Credit: NASA/IoA/A.Fabian et al.

Youngest X-ray Galaxy Cluster

Clusters of galaxies are among the largest structures in the Universe; in fact the Universe itself is in many ways just a collection of these clusters (and clusters of clusters, called superclusters). Galaxy clusters are usually surrounded by a halo of very hot gas (at temperatures of millions of degrees). Since these gas halos are so hot they produce mostly X-ray radiation, and so may be studied best using X-ray telescopes. The Chandra X-ray Observatory has now imaged an X-ray halo around a distant cluster centered on a galaxy known as 3C 294. The image above shows the galaxy as a blue-white dot at the center of the image surrounded by an X-ray halo, seen as a faint red haze.
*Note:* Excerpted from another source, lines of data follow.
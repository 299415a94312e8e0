//! Utility modules for common functionality.
//!
//! - case: Key-case conversion between wire and application conventions
//! - error: Context-rich error type shared by the domain error enums
//! - logging: Tracing subscriber setup for consumers of the crate

mod case;
mod error;
pub mod logging;

pub use case::*;
pub use error::*;
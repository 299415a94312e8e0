//! Security models
//!
//! This module contains the credential models for the crate.
//!
//! - `error`: Error types for credential resolution
//! - `secret`: Secret management and zeroization

mod error;
mod secret;

pub use error::SecurityError;
pub use secret::{SecretString, SecretValue};
//! Core services.
//!
//! - `security`: Adapter for the zone security level setting
//! - `transport`: HTTP transport abstraction and its reqwest implementation

pub mod security;
pub mod transport;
The colors in this image represent X-ray energy, so that low energy X-rays are red, medium energy X-rays are green, and high energy X-rays are blue; a source which emits equally at all X-ray energies would thus appear white. Thus the galaxy itself emits high energy X-rays but also some lower energy X-rays; the halo emits only low-energy X-rays. The study of X-ray halos allows astronomers to determine the mass hidden in the cluster, and to determine the chemistry of the gas in the halo. With its capability to study the most distant clusters, Chandra lets astronomers see how clusters of galaxies drive the evolution of the Universe.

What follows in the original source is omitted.